------ Supplied data ------

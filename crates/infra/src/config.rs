//! Repository configuration.
//!
//! Sources, later ones winning: the embedded default, an optional TOML file,
//! then `DOCREPO_*` environment variables.

use std::path::Path;

use anyhow::Context;
use serde::{Deserialize, Serialize};
use thiserror::Error;

use docrepo_core::{DEFAULT_ITEMS_PER_PAGE, DEFAULT_VERSION_KEY, FormatTranslator, IdFallback};

const ENV_PREFIX: &str = "DOCREPO_";

/// Default configuration embedded in the binary.
pub const DEFAULT_CONFIG: &str = r#"
default_items_per_page = 10
max_items_per_page = 100
version_key = "__v"
id_fallback = "regenerate"
"#;

#[derive(Debug, Clone, PartialEq, Eq, Serialize, Deserialize)]
#[serde(default)]
pub struct RepositoryConfig {
    /// Page size used by `query_default`.
    pub default_items_per_page: u64,
    /// Larger requested page sizes are clamped to this.
    pub max_items_per_page: u64,
    /// Name of the store's version marker field.
    pub version_key: String,
    pub id_fallback: IdFallback,
}

impl Default for RepositoryConfig {
    fn default() -> Self {
        Self {
            default_items_per_page: DEFAULT_ITEMS_PER_PAGE,
            max_items_per_page: 100,
            version_key: DEFAULT_VERSION_KEY.to_string(),
            id_fallback: IdFallback::Regenerate,
        }
    }
}

#[derive(Debug, Error, Clone, PartialEq, Eq)]
pub enum ConfigError {
    #[error("`{0}` must be greater than zero")]
    ZeroPageSize(&'static str),

    #[error("default_items_per_page ({default}) exceeds max_items_per_page ({max})")]
    DefaultAboveMax { default: u64, max: u64 },

    #[error("version_key must not be empty")]
    EmptyVersionKey,

    #[error("{var}={value}: {reason}")]
    InvalidEnv {
        var: String,
        value: String,
        reason: String,
    },
}

impl RepositoryConfig {
    pub fn validate(&self) -> Result<(), ConfigError> {
        if self.default_items_per_page == 0 {
            return Err(ConfigError::ZeroPageSize("default_items_per_page"));
        }
        if self.max_items_per_page == 0 {
            return Err(ConfigError::ZeroPageSize("max_items_per_page"));
        }
        if self.default_items_per_page > self.max_items_per_page {
            return Err(ConfigError::DefaultAboveMax {
                default: self.default_items_per_page,
                max: self.max_items_per_page,
            });
        }
        if self.version_key.trim().is_empty() {
            return Err(ConfigError::EmptyVersionKey);
        }
        Ok(())
    }

    /// Overlay `DOCREPO_*` variables read through `lookup`.
    pub fn apply_env<F>(&mut self, lookup: F) -> Result<(), ConfigError>
    where
        F: Fn(&str) -> Option<String>,
    {
        let var = |name: &str| {
            let key = format!("{ENV_PREFIX}{name}");
            lookup(&key).map(|value| (key, value))
        };

        if let Some((key, value)) = var("DEFAULT_ITEMS_PER_PAGE") {
            self.default_items_per_page = parse_u64(&key, &value)?;
        }
        if let Some((key, value)) = var("MAX_ITEMS_PER_PAGE") {
            self.max_items_per_page = parse_u64(&key, &value)?;
        }
        if let Some((_, value)) = var("VERSION_KEY") {
            self.version_key = value;
        }
        if let Some((key, value)) = var("ID_FALLBACK") {
            self.id_fallback = match value.to_ascii_lowercase().as_str() {
                "regenerate" => IdFallback::Regenerate,
                "reject" => IdFallback::Reject,
                _ => {
                    return Err(ConfigError::InvalidEnv {
                        var: key,
                        value,
                        reason: "expected `regenerate` or `reject`".into(),
                    });
                }
            };
        }
        Ok(())
    }

    /// Requested page size, capped at the configured maximum.
    pub fn clamp_items_per_page(&self, requested: u64) -> u64 {
        requested.min(self.max_items_per_page)
    }

    pub fn translator(&self) -> FormatTranslator {
        FormatTranslator::new(self.version_key.clone(), self.id_fallback)
    }
}

fn parse_u64(var: &str, value: &str) -> Result<u64, ConfigError> {
    value.trim().parse().map_err(|e: std::num::ParseIntError| ConfigError::InvalidEnv {
        var: var.to_string(),
        value: value.to_string(),
        reason: e.to_string(),
    })
}

/// Load configuration from the embedded default, `path` and the environment.
pub fn load_config(path: Option<&Path>) -> anyhow::Result<RepositoryConfig> {
    let mut config: RepositoryConfig = match path {
        Some(path) => {
            tracing::info!("Loading repository config from: {}", path.display());
            let contents = std::fs::read_to_string(path)
                .with_context(|| format!("reading {}", path.display()))?;
            toml::from_str(&contents).with_context(|| format!("parsing {}", path.display()))?
        }
        None => {
            tracing::info!("Using default embedded repository configuration");
            toml::from_str(DEFAULT_CONFIG)?
        }
    };

    config.apply_env(|key| std::env::var(key).ok())?;
    config.validate()?;
    Ok(config)
}

#[cfg(test)]
mod tests {
    use super::*;
    use std::collections::HashMap;

    #[test]
    fn embedded_default_matches_default_impl() {
        let config: RepositoryConfig = toml::from_str(DEFAULT_CONFIG).unwrap();
        assert_eq!(config, RepositoryConfig::default());
        assert!(config.validate().is_ok());
    }

    #[test]
    fn partial_file_keeps_defaults() {
        let config: RepositoryConfig = toml::from_str("max_items_per_page = 25").unwrap();
        assert_eq!(config.max_items_per_page, 25);
        assert_eq!(config.default_items_per_page, 10);
        assert_eq!(config.clamp_items_per_page(500), 25);
    }

    #[test]
    fn env_overrides_and_rejects_garbage() {
        let vars: HashMap<&str, &str> = [
            ("DOCREPO_VERSION_KEY", "_rev"),
            ("DOCREPO_ID_FALLBACK", "Reject"),
        ]
        .into();
        let mut config = RepositoryConfig::default();
        config
            .apply_env(|k| vars.get(k).map(|v| v.to_string()))
            .unwrap();
        assert_eq!(config.version_key, "_rev");
        assert_eq!(config.id_fallback, IdFallback::Reject);

        let err = config
            .apply_env(|k| (k == "DOCREPO_MAX_ITEMS_PER_PAGE").then(|| "lots".to_string()))
            .unwrap_err();
        assert!(matches!(err, ConfigError::InvalidEnv { .. }));
    }

    #[test]
    fn invalid_values_are_rejected() {
        let zero = RepositoryConfig {
            default_items_per_page: 0,
            ..RepositoryConfig::default()
        };
        assert_eq!(
            zero.validate(),
            Err(ConfigError::ZeroPageSize("default_items_per_page"))
        );

        let blank = RepositoryConfig {
            version_key: " ".into(),
            ..RepositoryConfig::default()
        };
        assert_eq!(blank.validate(), Err(ConfigError::EmptyVersionKey));
    }

    #[test]
    fn load_config_reads_a_file() {
        let path = std::env::temp_dir().join(format!("docrepo-config-{}.toml", std::process::id()));
        std::fs::write(&path, "default_items_per_page = 5\nid_fallback = \"reject\"\n").unwrap();

        let config = load_config(Some(&path)).unwrap();
        std::fs::remove_file(&path).ok();

        assert_eq!(config.default_items_per_page, 5);
        assert_eq!(config.id_fallback, IdFallback::Reject);
    }
}
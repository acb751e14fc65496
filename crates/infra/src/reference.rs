//! Reference existence checks against one target entity.

use std::collections::HashSet;
use std::sync::Arc;

use bson::{Bson, doc};

use docrepo_core::entity::ID_FIELD;
use docrepo_core::{EntityId, RepoError, RepoResult};

use crate::registry::Model;
use crate::store::{DocumentStore, FindOptions};

/// Confirms that ids exist in the collection of one entity.
///
/// Soft-deleted documents count as absent.
pub struct ReferenceValidator<S> {
    store: Arc<S>,
    model: Arc<Model>,
}

impl<S> Clone for ReferenceValidator<S> {
    fn clone(&self) -> Self {
        Self {
            store: Arc::clone(&self.store),
            model: Arc::clone(&self.model),
        }
    }
}

impl<S: DocumentStore> ReferenceValidator<S> {
    pub fn new(store: Arc<S>, model: Arc<Model>) -> Self {
        Self { store, model }
    }

    pub fn entity(&self) -> &'static str {
        self.model.entity
    }

    /// Single lookup by id. Store failures surface as `DatabaseOperation`,
    /// never as `false`.
    pub async fn exists_by_id(&self, id: &EntityId) -> RepoResult<bool> {
        let found = self
            .store
            .find_by_id(self.model.collection(), id.as_object_id())
            .await
            .map_err(|e| {
                tracing::error!(entity = self.model.entity, error = %e, "existence lookup failed");
                RepoError::database("exists_by_id", self.model.entity, e)
            })?;
        Ok(found.is_some_and(|doc| self.model.is_visible(&doc)))
    }

    /// All-or-nothing existence check in one round trip.
    ///
    /// Fails `NotFound` listing exactly the ids that are missing.
    pub async fn all_exist(&self, ids: &[EntityId]) -> RepoResult<bool> {
        let mut requested = Vec::with_capacity(ids.len());
        let mut seen = HashSet::with_capacity(ids.len());
        for id in ids {
            if seen.insert(*id) {
                requested.push(*id);
            }
        }
        if requested.is_empty() {
            return Ok(true);
        }

        let wanted: Vec<Bson> = requested.iter().map(|id| Bson::from(*id)).collect();
        let filter = self.model.visible(doc! { ID_FIELD: { "$in": wanted } });
        let found = self
            .store
            .find(
                self.model.collection(),
                filter,
                FindOptions::default().with_projection(doc! { ID_FIELD: 1 }),
            )
            .await
            .map_err(|e| {
                tracing::error!(entity = self.model.entity, error = %e, "existence query failed");
                RepoError::database("all_exist", self.model.entity, e)
            })?;

        let found: HashSet<EntityId> = found
            .iter()
            .filter_map(|doc| doc.get(ID_FIELD).and_then(EntityId::from_bson))
            .collect();
        let missing: Vec<String> = requested
            .iter()
            .filter(|id| !found.contains(*id))
            .map(EntityId::to_hex)
            .collect();

        if missing.is_empty() {
            Ok(true)
        } else {
            tracing::warn!(
                entity = self.model.entity,
                missing = ?missing,
                "referenced entities do not exist"
            );
            Err(RepoError::not_found("all_exist", self.model.entity, missing))
        }
    }
}

#[cfg(test)]
mod tests {
    use super::*;
    use crate::store::InMemoryDocumentStore;
    use docrepo_core::{EntitySchema, ErrorKind, FieldKind};

    fn validator(soft: bool) -> (Arc<InMemoryDocumentStore>, ReferenceValidator<InMemoryDocumentStore>) {
        let mut schema = EntitySchema::new("accounts").required("name", FieldKind::String);
        if soft {
            schema = schema.soft_delete();
        }
        let store = Arc::new(InMemoryDocumentStore::new());
        let model = Arc::new(Model {
            entity: "account",
            schema,
        });
        (Arc::clone(&store), ReferenceValidator::new(store, model))
    }

    async fn seed(store: &InMemoryDocumentStore, doc: bson::Document) -> EntityId {
        let ids = store.insert("accounts", vec![doc]).await.unwrap();
        EntityId::from_bson(&ids[0]).unwrap()
    }

    #[tokio::test]
    async fn all_exist_accepts_present_ids() {
        let (store, validator) = validator(false);
        let a = seed(&store, doc! { "name": "a" }).await;
        let b = seed(&store, doc! { "name": "b" }).await;

        assert!(validator.all_exist(&[a, b, a]).await.unwrap());
        assert!(validator.all_exist(&[]).await.unwrap());
        assert!(validator.exists_by_id(&a).await.unwrap());
    }

    #[tokio::test]
    async fn all_exist_names_only_missing_ids() {
        let (store, validator) = validator(false);
        let present = seed(&store, doc! { "name": "a" }).await;
        let absent = EntityId::new();

        let err = validator.all_exist(&[present, absent]).await.unwrap_err();
        assert_eq!(err.kind(), ErrorKind::NotFound);
        assert_eq!(err.missing_ids(), Some(&[absent.to_hex()][..]));
        assert!(!validator.exists_by_id(&absent).await.unwrap());
    }

    #[tokio::test]
    async fn soft_deleted_targets_count_as_absent() {
        let (store, validator) = validator(true);
        let gone = seed(&store, doc! { "name": "a", "deletedAt": bson::DateTime::now() }).await;

        assert!(!validator.exists_by_id(&gone).await.unwrap());
        assert!(validator.all_exist(&[gone]).await.unwrap_err().is_not_found());
    }
}
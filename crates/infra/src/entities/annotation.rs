use serde::{Deserialize, Serialize};

use docrepo_core::{Entity, EntitySchema, FieldKind, Reference, ReferenceField};

use super::{DocumentRecord, User};

#[derive(Debug, Clone, PartialEq, Serialize, Deserialize)]
#[serde(rename_all = "camelCase")]
pub struct Annotation {
    pub id: String,
    pub document: Reference<DocumentRecord>,
    pub author: Reference<User>,
    pub body: String,
    /// Client-defined anchor (range, coordinates).
    #[serde(default, skip_serializing_if = "Option::is_none")]
    pub position: Option<bson::Document>,
    pub created_at: bson::DateTime,
    pub updated_at: bson::DateTime,
}

impl Entity for Annotation {
    const NAME: &'static str = "annotation";

    fn schema() -> EntitySchema {
        EntitySchema::new("annotations")
            .required("body", FieldKind::String)
            .optional("position", FieldKind::Object)
            .reference(ReferenceField::one("document", "document").required())
            .reference(ReferenceField::one("author", "user").required().populated())
    }
}
use criterion::{BenchmarkId, Criterion, Throughput, black_box, criterion_group, criterion_main};

use bson::oid::ObjectId;
use bson::{Document, doc};
use docrepo_core::FormatTranslator;
use docrepo_infra::entities::{self, User};
use docrepo_infra::{InMemoryDocumentStore, RepositoryConfig, Repositories};
use std::sync::Arc;

/// A stored project with `width` populated members, each carrying nested
/// sub-documents, as `get_by_id` would see it before translation.
fn nested_document(width: usize) -> Document {
    let members: Vec<Document> = (0..width)
        .map(|i| {
            doc! {
                "_id": ObjectId::new(),
                "__v": 0,
                "email": format!("user{i}@example.com"),
                "prefs": { "__v": 1, "tags": [ { "__v": 2, "t": "x" } ] },
            }
        })
        .collect();
    doc! {
        "_id": ObjectId::new(),
        "__v": 3,
        "name": "bench",
        "account": { "_id": ObjectId::new(), "__v": 0, "name": "acme" },
        "members": members,
    }
}

fn bench_translation(c: &mut Criterion) {
    let translator = FormatTranslator::default();
    let mut group = c.benchmark_group("translate");

    for width in [1usize, 16, 128] {
        let raw = nested_document(width);
        let domain = translator.to_domain(&raw).unwrap();
        group.throughput(Throughput::Elements(width as u64));

        group.bench_with_input(BenchmarkId::new("to_domain", width), &raw, |b, raw| {
            b.iter(|| translator.to_domain(black_box(raw)).unwrap())
        });
        group.bench_with_input(BenchmarkId::new("to_storage", width), &domain, |b, domain| {
            b.iter(|| translator.to_storage(black_box(domain)).unwrap())
        });
    }
    group.finish();
}

fn bench_paged_query(c: &mut Criterion) {
    let runtime = tokio::runtime::Builder::new_current_thread()
        .build()
        .unwrap();
    let repos = Repositories::new(
        entities::registry().unwrap(),
        Arc::new(InMemoryDocumentStore::new()),
        RepositoryConfig::default(),
    )
    .unwrap();
    let users = repos.repository::<User>().unwrap();

    runtime.block_on(async {
        for i in 0..1_000 {
            users
                .create(doc! { "email": format!("user{i}@example.com") })
                .await
                .unwrap();
        }
    });

    let mut group = c.benchmark_group("query");
    for page in [0u64, 50, 99] {
        group.bench_with_input(BenchmarkId::new("in_memory_page", page), &page, |b, &page| {
            b.iter(|| {
                runtime
                    .block_on(users.query(doc! {}, black_box(page), 10))
                    .unwrap()
            })
        });
    }
    group.finish();
}

criterion_group!(benches, bench_translation, bench_paged_query);
criterion_main!(benches);
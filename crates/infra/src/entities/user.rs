use serde::{Deserialize, Serialize};

use docrepo_core::{Entity, EntityId, EntitySchema, FieldKind, ReferenceField};

#[derive(Debug, Clone, PartialEq, Serialize, Deserialize)]
#[serde(rename_all = "camelCase")]
pub struct User {
    pub id: String,
    pub email: String,
    #[serde(default, skip_serializing_if = "Option::is_none")]
    pub name: Option<String>,
    #[serde(default)]
    pub accounts: Vec<EntityId>,
    #[serde(default)]
    pub sessions: Vec<EntityId>,
    #[serde(default)]
    pub projects: Vec<EntityId>,
    pub created_at: bson::DateTime,
    pub updated_at: bson::DateTime,
}

impl Entity for User {
    const NAME: &'static str = "user";

    /// The membership lists are guarded: they only change through
    /// `add_to_collection` / `remove_from_collection`.
    fn schema() -> EntitySchema {
        EntitySchema::new("users")
            .required("email", FieldKind::String)
            .optional("name", FieldKind::String)
            .reference(ReferenceField::many("accounts", "account").guarded())
            .reference(ReferenceField::many("sessions", "session").guarded())
            .reference(ReferenceField::many("projects", "project").guarded())
    }
}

------

- _What you have to do_
Word for word, repeat the data from its first line through the line with "use anyhow::Context;", including both of those lines and no others.

- _Exercise result_
filename crates/infra/src/config.rs
//! Repository configuration.
//!
//! Sources, later ones winning: the embedded default, an optional TOML file,
//! then `DOCREPO_*` environment variables.

use std::path::Path;

use anyhow::Context;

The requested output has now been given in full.